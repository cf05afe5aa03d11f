//! Change detection.
//!
//! Compares a fresh source scan against the catalog and decides, per item,
//! whether it needs re-extraction and re-derivation. The rules, in order:
//!
//! 1. the id is not in the catalog, or
//! 2. the stored source mtime differs from the scanned one, or
//! 3. some derived artifact is missing/stale *and* the stored record passes
//!    the inclusion filter.
//!
//! Rule 3 is the deliberate coupling between staleness and the filter: an
//! excluded record keeps its catalog entry, so rules 1 and 2 stay quiet,
//! and rule 3 refuses to regenerate artifacts nobody will publish. When the
//! filter later admits the record, its (by then cleaned-up) artifacts fail
//! the freshness check and rule 3 selects it again.
//!
//! The planner also computes the prune set: ids whose source file vanished
//! from the scan. Those are deleted unconditionally, before dispatch.

use crate::catalog::Catalog;
use crate::filter::TagFilter;
use crate::types::{SourceItem, id_from_rel_path};
use std::collections::BTreeSet;

/// What a build run has to do: items to reprocess (ordered by relative
/// path) and catalog ids to delete.
#[derive(Debug, Default)]
pub struct BuildPlan {
    pub todo: Vec<SourceItem>,
    pub prune: Vec<String>,
}

/// Compute the plan. `artifacts_fresh(rel_path, mtime_ms)` reports whether
/// every derived artifact for the item exists and is current.
pub fn plan(
    items: &[SourceItem],
    catalog: &Catalog,
    filter: &TagFilter,
    artifacts_fresh: impl Fn(&str, u64) -> bool,
) -> BuildPlan {
    let todo = items
        .iter()
        .filter(|item| {
            match catalog.get(&id_from_rel_path(&item.rel_path)) {
                None => true,
                Some(record) if record.timestamp != item.mtime_ms => true,
                Some(record) => {
                    !artifacts_fresh(&item.rel_path, item.mtime_ms) && filter.keep(record)
                }
            }
        })
        .cloned()
        .collect();

    let scanned: BTreeSet<String> = items
        .iter()
        .map(|item| id_from_rel_path(&item.rel_path))
        .collect();
    let prune = catalog
        .ids()
        .filter(|id| !scanned.contains(*id))
        .map(String::from)
        .collect();

    BuildPlan { todo, prune }
}
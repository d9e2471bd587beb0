// Commandline argument parser using clap for the tracker validator

use crate::collector::TrackerKind;
use crate::config::{ConfigError, Placement, TargetStyle, ValidatorConfig};
use crate::recorder::SinkKind;

use clap::{Args, Parser};
use std::path::PathBuf;

#[derive(Debug, Parser, Clone)]
#[clap(version, about)]
/// Show fixation targets on a grid and record where the tracker says the
/// user was looking when they clicked each one
pub struct ValidatorArgs {
    /// RON file to read the configuration from; other flags override it
    #[arg(short = 'c', long = "config")]
    pub config: Option<PathBuf>,

    /// Split the screen into this many columns
    #[arg(long)]
    pub cols: Option<u32>,

    /// Split the screen into this many rows
    #[arg(long)]
    pub rows: Option<u32>,

    /// Number of times to test each point
    #[arg(long)]
    pub repeats: Option<u32>,

    /// Pixels to leave free around the edge of the screen
    #[arg(long)]
    pub padding: Option<u32>,

    /// Diameter of the target, in pixels
    #[arg(long)]
    pub targsize: Option<u32>,

    /// Type of target, "circle" or "crosshairbullseye"
    #[arg(long)]
    pub targtype: Option<TargetStyle>,

    /// Where targets sit in each cell, "middle" or "corners"
    #[arg(long)]
    pub targlocation: Option<Placement>,

    /// Label for this experiment
    #[arg(long)]
    pub label: Option<String>,

    /// The system under test, "mouse", "GP3" or "simulated"
    #[arg(long)]
    pub system: Option<TrackerKind>,

    /// Identifier of the test subject
    #[arg(long)]
    pub subject: Option<String>,

    /// Where the results go, "cout" or "file"
    #[arg(long)]
    pub datastore: Option<SinkKind>,

    /// Append the results to this file instead of printing them
    #[arg(short = 'o', long = "output")]
    pub output: Option<PathBuf>,

    #[command(flatten)]
    pub tracker: TrackerArgs,

    /// Show every target at once without testing
    #[arg(long)]
    pub preview: bool,
}

/// Where to find a networked tracker
#[derive(Debug, Args, Clone)]
pub struct TrackerArgs {
    /// Address of the tracker server
    #[arg(long)]
    pub address: Option<String>,

    /// Port of the tracker server
    #[arg(long)]
    pub port: Option<u16>,
}

impl ValidatorArgs {
    /// The configuration file (or the defaults), with every flag given on
    /// the command line applied on top.
    pub fn into_config(self) -> Result<ValidatorConfig, ConfigError> {
        let mut config = match &self.config {
            Some(path) => ValidatorConfig::from_path(path)?,
            None => ValidatorConfig::default(),
        };

        macro_rules! apply {
            ($($flag:ident => $field:ident),* $(,)?) => {
                $(if let Some(value) = self.$flag {
                    config.$field = value;
                })*
            };
        }
        apply! {
            cols => cols,
            rows => rows,
            repeats => repeats,
            padding => padding,
            targsize => target_size,
            targtype => target_style,
            targlocation => placement,
            label => tracker_label,
            system => tracker,
            subject => subject,
        }

        if self.datastore.is_some() {
            config.data_store = self.datastore;
        }
        if self.output.is_some() {
            config.output_file = self.output;
        }
        if let Some(address) = self.tracker.address {
            config.tracker_config.address = address;
        }
        if let Some(port) = self.tracker.port {
            config.tracker_config.port = port;
        }
        config.preview |= self.preview;

        Ok(config)
    }
}

#[derive(Debug, Parser, Clone)]
#[clap(version, about)]
/// Chart live gaze data from a tracker
pub struct MonitorArgs {
    /// The tracker to watch, "mouse", "GP3" or "simulated"
    #[arg(long, default_value = "simulated")]
    pub system: TrackerKind,

    #[command(flatten)]
    pub tracker: TrackerArgs,
}

#[cfg(test)]
mod tests {
    use super::*;

    #[test]
    fn defaults_without_flags() {
        let args = ValidatorArgs::parse_from(["tracker-validation"]);
        assert_eq!(args.into_config().unwrap(), ValidatorConfig::default());
    }

    #[test]
    fn flags_override() {
        let args = ValidatorArgs::parse_from([
            "tracker-validation",
            "--cols",
            "4",
            "--targtype",
            "circle",
            "--targlocation",
            "corners",
            "--system",
            "GP3",
            "--address",
            "10.0.0.2",
            "--port",
            "5000",
            "-o",
            "out.csv",
            "--preview",
        ]);
        let config = args.into_config().unwrap();

        assert_eq!(config.cols, 4);
        assert_eq!(config.rows, 3);
        assert_eq!(config.target_style, TargetStyle::Circle);
        assert_eq!(config.placement, Placement::Corners);
        assert_eq!(config.tracker, TrackerKind::GazepointGp3);
        assert_eq!(config.tracker_config.address, "10.0.0.2");
        assert_eq!(config.tracker_config.port, 5000);
        assert_eq!(config.output_file, Some(PathBuf::from("out.csv")));
        assert!(config.preview);
    }

    #[test]
    fn unknown_tags_are_rejected() {
        assert!(ValidatorArgs::try_parse_from(["tracker-validation", "--system", "eyelink"]).is_err());
        assert!(ValidatorArgs::try_parse_from(["tracker-validation", "--targtype", "square"]).is_err());
        assert!(ValidatorArgs::try_parse_from(["tracker-validation", "--datastore", "database"]).is_err());
    }

    #[test]
    fn datastore_flag() {
        let args = ValidatorArgs::parse_from(["tracker-validation", "--datastore", "file"]);
        let config = args.into_config().unwrap();
        assert_eq!(config.sink_kind(), SinkKind::File);
        assert_eq!(config.output_file, None);

        let args = ValidatorArgs::parse_from(["tracker-validation", "--datastore", "cout"]);
        assert_eq!(args.into_config().unwrap().sink_kind(), SinkKind::Console);
    }

    #[test]
    fn flags_override_the_config_file() {
        let file = tempfile::NamedTempFile::new().unwrap();
        std::fs::write(file.path(), "(cols: 9, rows: 8, subject: \"P01\")").unwrap();

        let args = ValidatorArgs::parse_from([
            "tracker-validation".into(),
            "--config".into(),
            file.path().as_os_str().to_owned(),
            "--rows".into(),
            "2".into(),
        ]);
        let config = args.into_config().unwrap();
        assert_eq!(config.cols, 9);
        assert_eq!(config.rows, 2);
        assert_eq!(config.subject, "P01");
    }

    #[test]
    fn monitor_defaults_to_simulated() {
        let args = MonitorArgs::parse_from(["monitor"]);
        assert_eq!(args.system, TrackerKind::Simulated);
    }
}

Exercise goal: The records above should be printed exactly, please, from the first line through the line containing "source file vanished", with both ends kept and nothing past it.

Answer to this problem:
repository cf05afe5aa03d11f
//! Change detection.
//!
//! Compares a fresh source scan against the catalog and decides, per item,
//! whether it needs re-extraction and re-derivation. The rules, in order:
//!
//! 1. the id is not in the catalog, or
//! 2. the stored source mtime differs from the scanned one, or
//! 3. some derived artifact is missing/stale *and* the stored record passes
//!    the inclusion filter.
//!
//! Rule 3 is the deliberate coupling between staleness and the filter: an
//! excluded record keeps its catalog entry, so rules 1 and 2 stay quiet,
//! and rule 3 refuses to regenerate artifacts nobody will publish. When the
//! filter later admits the record, its (by then cleaned-up) artifacts fail
//! the freshness check and rule 3 selects it again.
//!
//! The planner also computes the prune set: ids whose source file vanished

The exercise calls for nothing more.